Ask her about field hockey and she talks about how lucky she was to play with her older sister when she was a freshman. How amazing it was to play on Guilford’s first outright state championship as a junior and, as a senior captain, to repeat on an unbeaten team.
“My favorite part about this year is every member of our team felt like it was ‘our’ win,” said Stanley, who carries a 4.6 GPA. “We were a good team so we were able to play a lot of players. By the time we got to the finals, I think every girl felt equally excited, like they all played a part, and that made it so much sweeter.”
Stanley didn’t mention she was a coaches’ first-team Class M All-State and GameTimeCT second-team All-State midfielder.
She’d rather talk about learning to get out of her comfort zone. When she was younger, Stanley did a lot of musical theater. She tried out for the school musical her freshman year. She didn’t get it in.
“It was really sad for me,” Stanley said. “That door closed.”
She decided to try something new. She tried fencing. Another door opened. Although it’s not an official CIAC sport, Guilford is a power in fencing. Stanley was 2019 All-State in foil. A medical condition did not allow her to compete this year in the state championships.
“Fencing is very much a mental sport,” she said. “It’s just you versus the opponent. It taught me a lot about myself and confidence.”

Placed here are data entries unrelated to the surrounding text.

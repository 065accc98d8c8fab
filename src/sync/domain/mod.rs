//! Domain model for bidirectional task reconciliation.
//!
//! The sync domain models the unified task, the identity map that links the
//! two remote identity schemes, and the intents a reconciliation produces.
//! All infrastructure concerns stay outside of the domain boundary.

mod error;
mod identity_map;
mod ids;
mod intent;
mod task;

pub use error::{ConflictError, TaskDomainError};
pub use identity_map::{IdentityMap, MappingEntry, PersistedIdentityMap};
pub use ids::{RemoteId, Side, SyncDirection};
pub use intent::{ClockSkewWarning, NoOpReason, SyncIntent, TaskClassification};
pub use task::{SyncTask, TaskFields, TaskTitle};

The Association of Fundraising Professionals, Fairfield County and Connecticut chapters, honored Stanley as its Outstanding Youth for 2019. She won the 2020 Bill O’Brien Community Service Scholarship from the SCC. Stanley chaired the Youth Advisory Group working with the Guilford Foundation to award grants. She is president of the Action Against Hunger Club and the Interact Club, which runs fundraisers for international organizations. She has run writing classes for elementary schoolers at the local library, has been a teen organizer of the Shoreline Girls United Leadership Conference and a co-organizer of the St. George Backpack Drive.
Last summer, she again decided to get out of her comfort zone. She got involved with American Legion Auxiliary Girls Nation, first in mock government at state camp and later as one of Connecticut’s two student senators in Washington.

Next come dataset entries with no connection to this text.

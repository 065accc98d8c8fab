//! JSON file identity map store with atomic replacement.

use async_trait::async_trait;
use camino::{Utf8Path, Utf8PathBuf};
use cap_std::ambient_authority;
use cap_std::fs_utf8::Dir;
use std::io::{ErrorKind, Write};
use uuid::Uuid;

use crate::sync::{
    domain::{IdentityMap, PersistedIdentityMap},
    ports::{IdentityMapStore, StateStoreError, StateStoreResult},
};

/// Identity map store backed by one JSON file.
///
/// Saves write a uniquely named temporary file in the same directory, flush
/// it to disk and rename it over the target, so readers only ever observe a
/// complete map.
#[derive(Debug)]
pub struct JsonFileIdentityMapStore {
    dir: Dir,
    file_name: Utf8PathBuf,
}

impl JsonFileIdentityMapStore {
    /// Creates a store for `file_name` inside an already opened directory.
    #[must_use]
    pub fn new(dir: Dir, file_name: impl Into<Utf8PathBuf>) -> Self {
        Self {
            dir,
            file_name: file_name.into(),
        }
    }

    /// Opens `dir_path`, creating it when missing, and stores the map in
    /// `file_name` inside it.
    ///
    /// # Errors
    ///
    /// Returns [`StateStoreError::Io`] when the directory cannot be created
    /// or opened.
    pub fn open(dir_path: &Utf8Path, file_name: impl Into<Utf8PathBuf>) -> StateStoreResult<Self> {
        Dir::create_ambient_dir_all(dir_path, ambient_authority()).map_err(StateStoreError::io)?;
        let dir =
            Dir::open_ambient_dir(dir_path, ambient_authority()).map_err(StateStoreError::io)?;
        Ok(Self::new(dir, file_name))
    }

    /// Returns the file name of the stored map.
    #[must_use]
    pub fn file_name(&self) -> &Utf8Path {
        &self.file_name
    }

    /// Sibling of the target, so the final rename never crosses directories.
    fn temp_name(&self) -> Utf8PathBuf {
        let base = self.file_name.file_name().unwrap_or("identity-map");
        let temp = format!(".{base}.{}.tmp", Uuid::new_v4());
        self.file_name
            .parent()
            .map_or_else(|| Utf8PathBuf::from(&temp), |parent| parent.join(&temp))
    }

    fn write_temp(&self, temp: &Utf8Path, contents: &[u8]) -> std::io::Result<()> {
        if let Some(parent) = temp.parent().filter(|parent| !parent.as_str().is_empty()) {
            self.dir.create_dir_all(parent)?;
        }
        let mut file = self.dir.create(temp)?;
        file.write_all(contents)?;
        file.sync_all()
    }
}

#[async_trait]
impl IdentityMapStore for JsonFileIdentityMapStore {
    async fn load(&self) -> StateStoreResult<IdentityMap> {
        let contents = match self.dir.read_to_string(&self.file_name) {
            Ok(contents) => contents,
            Err(err) if err.kind() == ErrorKind::NotFound => {
                tracing::debug!(file = %self.file_name, "no stored identity map, starting empty");
                return Ok(IdentityMap::new());
            }
            Err(err) => return Err(StateStoreError::io(err)),
        };

        let persisted: PersistedIdentityMap = serde_json::from_str(&contents)
            .map_err(|err| StateStoreError::Corrupt(format!("{}: {err}", self.file_name)))?;
        Ok(IdentityMap::from_persisted(persisted)?)
    }

    async fn save(&self, map: &IdentityMap) -> StateStoreResult<()> {
        let contents = serde_json::to_vec_pretty(&map.to_persisted())
            .map_err(|err| StateStoreError::Corrupt(err.to_string()))?;
        let temp = self.temp_name();

        let written = self
            .write_temp(&temp, &contents)
            .and_then(|()| self.dir.rename(&temp, &self.dir, &self.file_name));
        if let Err(err) = written {
            if let Err(cleanup) = self.dir.remove_file(&temp) {
                tracing::debug!(file = %temp, error = %cleanup, "temporary identity map not removed");
            }
            return Err(StateStoreError::io(err));
        }

        tracing::debug!(file = %self.file_name, entries = map.len(), "identity map saved");
        Ok(())
    }
}
//! Tracing subscriber installation.

use tracing_subscriber::EnvFilter;

/// Filter applied when `RUST_LOG` is unset or invalid.
pub const DEFAULT_FILTER: &str = "info";

/// Installs a compact fmt subscriber filtered by `RUST_LOG`.
///
/// Returns `false` when a global subscriber was already installed, which
/// makes repeated calls harmless.
pub fn init_tracing() -> bool {
    let filter =
        EnvFilter::try_from_default_env().unwrap_or_else(|_| EnvFilter::new(DEFAULT_FILTER));
    tracing_subscriber::fmt()
        .with_env_filter(filter)
        .with_target(false)
        .compact()
        .try_init()
        .is_ok()
}
//! In-memory adapters for sync tests and dry runs.

mod clock;
mod state_store;
mod task_source;

pub use clock::ManualClock;
pub use state_store::InMemoryIdentityMapStore;
pub use task_source::{InMemoryTaskSource, RecordedWrite};
//! File-backed adapters storing sync state as JSON.

mod state_store;

pub use state_store::JsonFileIdentityMapStore;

“I met girls from states who had polar-opposite views from me,” Stanley said. “Yet living together, voting on bills we wrote at 11 p.m., you see amazing things can happen if you are willing to work together.”
Attention: Trump. Attention: Pelosi. It’s called bipartisanship.

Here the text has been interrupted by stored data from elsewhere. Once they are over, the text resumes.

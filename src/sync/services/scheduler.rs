//! Repeats sync passes on a fixed interval.

use super::driver::{SyncPassError, SyncSessionDriver};
use crate::sync::ports::{IdentityMapStore, TaskSource};
use mockable::Clock;
use std::future::Future;
use std::sync::Arc;
use std::time::Duration;
use tokio::time::MissedTickBehavior;
use tracing::{info, warn};

/// When passes run.
#[derive(Debug, Clone, Copy, PartialEq, Eq)]
pub enum SyncSchedule {
    /// A single pass, then stop.
    Once,
    /// A pass every interval until shutdown. The first pass runs immediately.
    /// A zero interval behaves like [`SyncSchedule::Once`].
    Every(Duration),
}

/// Counts of pass outcomes over a scheduler run.
#[derive(Debug, Clone, Copy, Default, PartialEq, Eq)]
pub struct SchedulerSummary {
    /// Passes that completed without failed intents.
    pub passes_run: usize,
    /// Passes that aborted or finished with failed intents.
    pub passes_failed: usize,
    /// Ticks skipped because a pass was still running.
    pub passes_skipped: usize,
}

/// Drives a [`SyncSessionDriver`] according to a [`SyncSchedule`].
pub struct SyncScheduler<A, B, S, C>
where
    A: TaskSource,
    B: TaskSource,
    S: IdentityMapStore,
    C: Clock + Send + Sync,
{
    driver: Arc<SyncSessionDriver<A, B, S, C>>,
    schedule: SyncSchedule,
}

impl<A, B, S, C> SyncScheduler<A, B, S, C>
where
    A: TaskSource,
    B: TaskSource,
    S: IdentityMapStore,
    C: Clock + Send + Sync,
{
    /// Creates a scheduler for `driver`.
    #[must_use]
    pub const fn new(driver: Arc<SyncSessionDriver<A, B, S, C>>, schedule: SyncSchedule) -> Self {
        Self { driver, schedule }
    }

    /// Returns the configured schedule.
    #[must_use]
    pub const fn schedule(&self) -> SyncSchedule {
        self.schedule
    }

    /// Runs passes until the schedule is exhausted or `shutdown` resolves.
    ///
    /// A failed pass is logged and the loop carries on; the next pass retries
    /// from freshly fetched state. A pass in flight when `shutdown` resolves
    /// is allowed to finish.
    pub async fn run_until<F>(&self, shutdown: F) -> SchedulerSummary
    where
        F: Future<Output = ()>,
    {
        let mut summary = SchedulerSummary::default();
        let interval = match self.schedule {
            SyncSchedule::Every(interval) if !interval.is_zero() => interval,
            SyncSchedule::Every(_) | SyncSchedule::Once => {
                if self.schedule != SyncSchedule::Once {
                    warn!("zero sync interval, running a single pass");
                }
                self.run_pass(&mut summary).await;
                return summary;
            }
        };

        let mut ticker = tokio::time::interval(interval);
        ticker.set_missed_tick_behavior(MissedTickBehavior::Skip);
        let mut stop = std::pin::pin!(shutdown);
        info!(interval_secs = interval.as_secs(), "starting periodic sync");
        loop {
            tokio::select! {
                biased;
                () = &mut stop => {
                    info!(
                        passes_run = summary.passes_run,
                        passes_failed = summary.passes_failed,
                        "stopping periodic sync"
                    );
                    return summary;
                }
                _ = ticker.tick() => self.run_pass(&mut summary).await,
            }
        }
    }

    async fn run_pass(&self, summary: &mut SchedulerSummary) {
        match self.driver.run_once().await {
            Ok(report) => {
                summary.passes_run += 1;
                info!(
                    all_noop = report.is_all_noop(),
                    completed_at = %report.completed_at,
                    "sync pass succeeded"
                );
            }
            Err(SyncPassError::PassInProgress) => {
                summary.passes_skipped += 1;
                info!("previous sync pass still running, skipping tick");
            }
            Err(err) => {
                summary.passes_failed += 1;
                warn!(error = %err, "sync pass failed");
            }
        }
    }
}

Stanley plays viola for the school orchestra and helps with field hockey clinics. Yet perhaps most impressively, Stanley spearheaded what has become the annual “Big Sleep Out” on the Guilford Green to draw attention to homelessness. She has helped raise more than $15,000 for Columbus House in New Haven.
Stanley said she first got involved in middle school through the Abraham’s Tent program of Columbus House. Each fall, religious communities in and around New Haven, house up to 12 homeless men for a week. They are fed. They socialize. They are entertained. The aim is to help find homes and jobs and to interact with the community.
“We had it at our parish and I was part of the socializing,” Stanley said. “I went in with a huge amount of stereotypes and even a little fear. What are they going to be like? Well, they are just like us. They have dreams for the future. Some have families. They have talents. It was really powerful to see the person behind the homelessness.
“Community service is important to me. It gives me a purpose. It brings a meaning to my life.”
And that is why, she says, Stanley is choosing medicine.
“At its core is service,” she said. “And I think now (with COVID-19) we see that more than ever.”
Ella Stanley insists she is beyond lucky to attend Harvard, where she’ll contain her sports involvement to club field hockey because of the demands of pre-med.
Looks like Harvard is pretty lucky to have her.